Protein sequence design by conformational landscape optimization
Christoffer Norn, Basile I. M. Wicky, David Juergens, Sirui Liu, David E. Kim, Doug Tischer, Brian Koepnick, Ivan Anishchenko, Foldit Players, David Baker, Sergey Ovchinnikov, Alan Coral, Alex J. Bubar, Alexander Boykov, Alexander Uriel Valle Pérez, Alison MacMillan, Allen Lubow, Andrea Mussini, Andrew Cai, Andrew John Ardill, Aniruddha Seal, Artak Kalantarian, Barbara Failer, Belinda Lackersteen, Benjamin Chagot, Beverly R. Haight, Bora Tastan, Boris Uitham, Brandon G. Roy, Breno Renan de Melo Cruz, Brian Echols, Brian Edward Lorenz, Bruce G. Blair, Bruno Kestemont, Charles Eastlake, Callen Joseph Bragdon, Carl Vardeman, Carlo Salerno, Casey Comisky, Catherine Louise Hayman, Catherine R. Landers, Cathy Zimov, Charles D. Coleman, Charles Robert Painter, Christopher Ince, Conor Lynagh, Dmitrii Malaniia, Douglas Craig Wheeler, Douglas Robertson, Vera Simon, Emanuele Chisari, E. Kai, Farah Rezae, Ferenc Lengyel, Flavian Tabotta, Franco Padelletti, Frisno Boström, G. Gross, George Victor McIlvaine, Gil Beecher, Gregory Hansen, Guido de Jong, Harald Feldmann, Jami Lynne Borman, Jamie Quinn, Jane Norrgard, Jason Truong, Jasper A. Diderich, Jeffrey M. Canfield, Jeffrey Photakis, Jesse Slone, Joanna Madzio, Joanne Mitchell, John Charles Stomieroski, John H. Mitch, Johnathan Robert Altenbeck, Jonas Schinkler, Jonathan Barak Weinberg, Joshua David Burbach, João C. Sequeira, Juan F. Bada Juarez, Jón Pétur Gunnarsson, Kathleen Diane Harper, Keehyoung Joo, Keith Clayton, Kenneth E. DeFord, Kevin F. Scully, Kevin M. Gildea, Kirk J. Abbey, K. L. Kohli, Kyle Stenner, Kálmán Takács, LaVerne Poussaint, Larry C. Manalo, Larry C. Withers, Lilium Carlson, Linda Wei, Luke Ryan Fisher, L. A. Carpenter, Ma Ji-hwan
Abstract
The protein design problem is to identify an amino acid sequence that folds to a desired structure.

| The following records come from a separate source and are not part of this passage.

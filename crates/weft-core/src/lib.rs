//! Shared foundation for the weft task-graph runtime.
//!
//! This crate carries the pieces every layer of the runtime needs without
//! pulling in the scheduler itself:
//! - `error`: the [`RuntimeError`](error::RuntimeError) enum returned by all
//!   fallible runtime APIs.
//! - `logging`: target-scoped tracing macros with a `no-trace` kill switch.
//! - `types`: task parameters and the public task-kind taxonomy.

pub mod error;
pub mod logging;
pub mod types;

pub use error::RuntimeError;
pub use types::{IntoTaskParams, TaskParams, TaskType};
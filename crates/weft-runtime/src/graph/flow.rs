//! User-facing graph construction surface.
//!
//! A [`Flow`] owns one task graph and exposes the builder operations; a
//! [`Task`] is a cheap cloneable handle to one vertex; a [`SubflowBuilder`]
//! is the same builder surface bound to the inner graph of a subflow node
//! while it executes.

use std::any::Any;
use std::sync::Arc;

use parking_lot::Mutex;
use weft_core::types::{TaskParams, TaskType};

use crate::graph::node::{Node, StaticWork, Work};
use crate::graph::Graph;
use crate::runtime::Runtime;

/// A named, user-owned task graph.
pub struct Flow {
    name: String,
    graph: Arc<Mutex<Graph>>,
}

impl Default for Flow {
    fn default() -> Self {
        Self::new()
    }
}

impl Flow {
    /// Creates an empty unnamed flow.
    pub fn new() -> Self {
        Flow {
            name: String::new(),
            graph: Arc::new(Mutex::new(Graph::new())),
        }
    }

    /// Creates an empty named flow.
    pub fn named(name: impl Into<String>) -> Self {
        Flow {
            name: name.into(),
            graph: Arc::new(Mutex::new(Graph::new())),
        }
    }

    pub fn name(&self) -> &str {
        &self.name
    }

    pub fn num_tasks(&self) -> usize {
        self.graph.lock().len()
    }

    pub fn is_empty(&self) -> bool {
        self.graph.lock().is_empty()
    }

    /// Adds a sequential work item.
    pub fn emplace<F>(&mut self, f: F) -> Task
    where
        F: FnMut() + Send + 'static,
    {
        self.add(Work::Static(StaticWork::Plain(Box::new(f))))
    }

    /// Adds a sequential work item that receives the runtime token.
    pub fn emplace_runtime<F>(&mut self, f: F) -> Task
    where
        F: FnMut(&mut Runtime<'_>) + Send + 'static,
    {
        self.add(Work::Static(StaticWork::WithRuntime(Box::new(f))))
    }

    /// Adds a task that builds a nested graph at run time.
    pub fn emplace_subflow<F>(&mut self, f: F) -> Task
    where
        F: FnMut(&mut SubflowBuilder<'_>) + Send + 'static,
    {
        self.add(Work::Subflow {
            build: Box::new(f),
            subgraph: Graph::new(),
        })
    }

    /// Adds a task that selects exactly one successor to release.
    pub fn emplace_condition<F>(&mut self, f: F) -> Task
    where
        F: FnMut() -> usize + Send + 'static,
    {
        self.add(Work::Condition(Box::new(f)))
    }

    /// Adds a task that selects a set of successors to release.
    pub fn emplace_multi_condition<F>(&mut self, f: F) -> Task
    where
        F: FnMut() -> Vec<usize> + Send + 'static,
    {
        self.add(Work::MultiCondition(Box::new(f)))
    }

    /// Adds a pure dependency vertex.
    pub fn placeholder(&mut self) -> Task {
        self.add(Work::Placeholder)
    }

    /// Adds a task that executes `target`'s graph under itself.
    pub fn composed_of(&mut self, target: &Flow) -> Task {
        self.add(Work::Module {
            target: Arc::clone(&target.graph),
        })
    }

    /// Removes a task and all its edges.
    pub fn erase(&mut self, task: Task) {
        self.graph.lock().erase(&task.node);
    }

    fn add(&mut self, work: Work) -> Task {
        let node = self.graph.lock().emplace(TaskParams::default(), work);
        Task { node }
    }

    pub(crate) fn graph_arc(&self) -> Arc<Mutex<Graph>> {
        Arc::clone(&self.graph)
    }

    /// Snapshot of the node set, in insertion order.
    pub(crate) fn snapshot(&self) -> Vec<Arc<Node>> {
        self.graph.lock().nodes().to_vec()
    }
}

impl std::fmt::Debug for Flow {
    fn fmt(&self, f: &mut std::fmt::Formatter<'_>) -> std::fmt::Result {
        f.debug_struct("Flow")
            .field("name", &self.name)
            .field("num_tasks", &self.num_tasks())
            .finish()
    }
}

/// Cloneable handle to one task vertex.
#[derive(Clone)]
pub struct Task {
    pub(crate) node: Arc<Node>,
}

impl Task {
    pub fn name(&self) -> String {
        self.node.name()
    }

    pub fn set_name(&self, name: impl Into<String>) {
        *self.node.name.lock() = name.into();
    }

    /// Names the task, chainable at creation.
    #[must_use]
    pub fn with_name(self, name: impl Into<String>) -> Self {
        self.set_name(name);
        self
    }

    /// Attaches an opaque payload to the task.
    pub fn set_data(&self, data: Box<dyn Any + Send>) {
        *self.node.data.lock() = Some(data);
    }

    /// Runs `f` against the task's payload, if any.
    pub fn with_data<R>(&self, f: impl FnOnce(Option<&mut (dyn Any + Send)>) -> R) -> R {
        let mut guard = self.node.data.lock();
        f(guard.as_deref_mut())
    }

    pub fn task_type(&self) -> TaskType {
        self.node.task_type()
    }

    /// Declares that `self` must complete before each of `others`.
    pub fn precede(&self, others: &[&Task]) {
        for other in others {
            self.node.precede(&other.node);
        }
    }

    /// Declares that `self` starts only after each of `others`.
    pub fn succeed(&self, others: &[&Task]) {
        for other in others {
            other.node.precede(&self.node);
        }
    }

    pub fn num_successors(&self) -> usize {
        self.node.num_successors()
    }

    pub fn num_dependents(&self) -> usize {
        self.node.num_dependents()
    }

    pub fn num_strong_dependents(&self) -> usize {
        self.node.num_strong_dependents()
    }

    pub fn num_weak_dependents(&self) -> usize {
        self.node.num_weak_dependents()
    }
}

impl std::fmt::Debug for Task {
    fn fmt(&self, f: &mut std::fmt::Formatter<'_>) -> std::fmt::Result {
        f.debug_struct("Task")
            .field("name", &self.name())
            .field("type", &self.task_type())
            .finish()
    }
}

/// Builder over the inner graph of an executing subflow node.
pub struct SubflowBuilder<'a> {
    pub(crate) graph: &'a mut Graph,
}

impl SubflowBuilder<'_> {
    /// Adds a sequential work item to the subflow.
    pub fn emplace<F>(&mut self, f: F) -> Task
    where
        F: FnMut() + Send + 'static,
    {
        self.add(Work::Static(StaticWork::Plain(Box::new(f))))
    }

    /// Adds a runtime-aware work item to the subflow.
    pub fn emplace_runtime<F>(&mut self, f: F) -> Task
    where
        F: FnMut(&mut Runtime<'_>) + Send + 'static,
    {
        self.add(Work::Static(StaticWork::WithRuntime(Box::new(f))))
    }

    /// Adds a nested subflow; recursion bottoms out when a builder adds none.
    pub fn emplace_subflow<F>(&mut self, f: F) -> Task
    where
        F: FnMut(&mut SubflowBuilder<'_>) + Send + 'static,
    {
        self.add(Work::Subflow {
            build: Box::new(f),
            subgraph: Graph::new(),
        })
    }

    /// Adds a condition task to the subflow.
    pub fn emplace_condition<F>(&mut self, f: F) -> Task
    where
        F: FnMut() -> usize + Send + 'static,
    {
        self.add(Work::Condition(Box::new(f)))
    }

    /// Adds a multi-condition task to the subflow.
    pub fn emplace_multi_condition<F>(&mut self, f: F) -> Task
    where
        F: FnMut() -> Vec<usize> + Send + 'static,
    {
        self.add(Work::MultiCondition(Box::new(f)))
    }

    /// Adds a pure dependency vertex to the subflow.
    pub fn placeholder(&mut self) -> Task {
        self.add(Work::Placeholder)
    }

    /// Composes an external flow under the subflow.
    pub fn composed_of(&mut self, target: &Flow) -> Task {
        self.add(Work::Module {
            target: target.graph_arc(),
        })
    }

    pub fn num_tasks(&self) -> usize {
        self.graph.len()
    }

    fn add(&mut self, work: Work) -> Task {
        let node = self.graph.emplace(TaskParams::default(), work);
        Task { node }
    }
}

#[cfg(test)]
mod tests {
    use super::*;

    #[test]
    fn builder_surface_and_introspection() {
        let mut flow = Flow::named("pipeline");
        let a = flow.emplace(|| {}).with_name("A");
        let b = flow.placeholder().with_name("B");
        let c = flow.emplace_condition(|| 0).with_name("C");
        a.precede(&[&b, &c]);
        c.precede(&[&b]);

        assert_eq!(flow.name(), "pipeline");
        assert_eq!(flow.num_tasks(), 3);
        assert_eq!(a.num_successors(), 2);
        assert_eq!(b.num_dependents(), 2);
        assert_eq!(b.num_strong_dependents(), 1);
        assert_eq!(b.num_weak_dependents(), 1);
        assert_eq!(c.task_type(), TaskType::Condition);
    }

    #[test]
    fn succeed_mirrors_precede() {
        let mut flow = Flow::new();
        let a = flow.emplace(|| {});
        let b = flow.emplace(|| {});
        b.succeed(&[&a]);
        assert_eq!(a.num_successors(), 1);
        assert_eq!(b.num_dependents(), 1);
    }

    #[test]
    fn erase_removes_task() {
        let mut flow = Flow::new();
        let a = flow.emplace(|| {});
        let b = flow.emplace(|| {});
        a.precede(&[&b]);
        flow.erase(b);
        assert_eq!(flow.num_tasks(), 1);
        assert_eq!(a.num_successors(), 0);
    }

    #[test]
    fn task_data_roundtrip() {
        let mut flow = Flow::new();
        let a = flow.emplace(|| {});
        a.set_data(Box::new(41_i32));
        let value = a.with_data(|data| {
            let data = data.expect("payload present");
            *data.downcast_mut::<i32>().unwrap() += 1;
            *data.downcast_ref::<i32>().unwrap()
        });
        assert_eq!(value, 42);
    }
}
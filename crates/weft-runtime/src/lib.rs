//! Work-stealing task-graph execution engine.
//!
//! Users build a [`Flow`] whose vertices are units of work (plain closures,
//! nested subflows, data-dependent conditions, composable modules) and whose
//! edges are happens-before constraints, then hand it to an [`Executor`]:
//!
//! ```
//! use weft_runtime::{Executor, Flow};
//!
//! let mut flow = Flow::named("hello");
//! let a = flow.emplace(|| println!("a")).with_name("a");
//! let b = flow.emplace(|| println!("b")).with_name("b");
//! a.precede(&[&b]);
//!
//! let executor = Executor::new(4);
//! executor.run(&flow).get().unwrap();
//! ```
//!
//! The executor schedules released nodes onto per-worker LIFO deques with a
//! shared overflow queue for external submissions; idle workers steal from
//! random victims and park when the system drains. Tasks can expand the
//! running graph (subflows, modules), branch on data ([`Flow::emplace_condition`]),
//! spawn detached or dependency-ordered async work, and re-enter the
//! scheduler while they wait ([`Runtime::corun_until`]).
//!
//! Panics inside task bodies are captured per topology and surface once
//! through the [`TaskFuture`] returned by `run`; cancellation via
//! [`TaskFuture::cancel`] drains the topology without running further
//! bodies.

mod config;
mod executor;
mod future;
mod graph;
mod pool;
mod runtime;
mod scheduler;
mod topology;

pub use config::ExecutorConfig;
pub use executor::async_task::AsyncTask;
pub use executor::Executor;
pub use future::TaskFuture;
pub use graph::flow::{Flow, SubflowBuilder, Task};
pub use runtime::{PreemptionGuard, Runtime};

pub use weft_core::{IntoTaskParams, RuntimeError, TaskParams, TaskType};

Given Anfinsen's thermodynamic hypothesis of folding, this can be recast as finding an amino acid sequence for which the desired structure is the lowest energy state. As this calculation involves not only all possible amino acid sequences but also, all possible structures, most current approaches focus instead on the more tractable problem of finding the lowest-energy amino acid sequence for the desired structure, often checking by protein structure prediction in a second step that the desired structure is indeed the lowest-energy conformation for the designed sequence, and typically discarding a large fraction of designed sequences for which this is not the case. Here, we show that by backpropagating gradients through the transform-restrained Rosetta (trRosetta) structure prediction network from the desired structure to the input amino acid sequence, we can directly optimize over all possible amino acid sequences and all possible structures in a single calculation. We find that trRosetta calculations, which consider the full conformational landscape, can be more effective than Rosetta single-point energy estimations in predicting folding and stability of de novo designed proteins. We compare sequence design by conformational landscape optimization with the standard energy-based sequence design methodology in Rosetta and show that the former can result in energy landscapes with fewer alternative energy minima. We show further that more funneled energy landscapes can be designed by combining the strengths of the two approaches: the low-resolution trRosetta model serves to disfavor alternative states, and the high-resolution Rosetta model serves to create a deep energy minimum at the design target structure.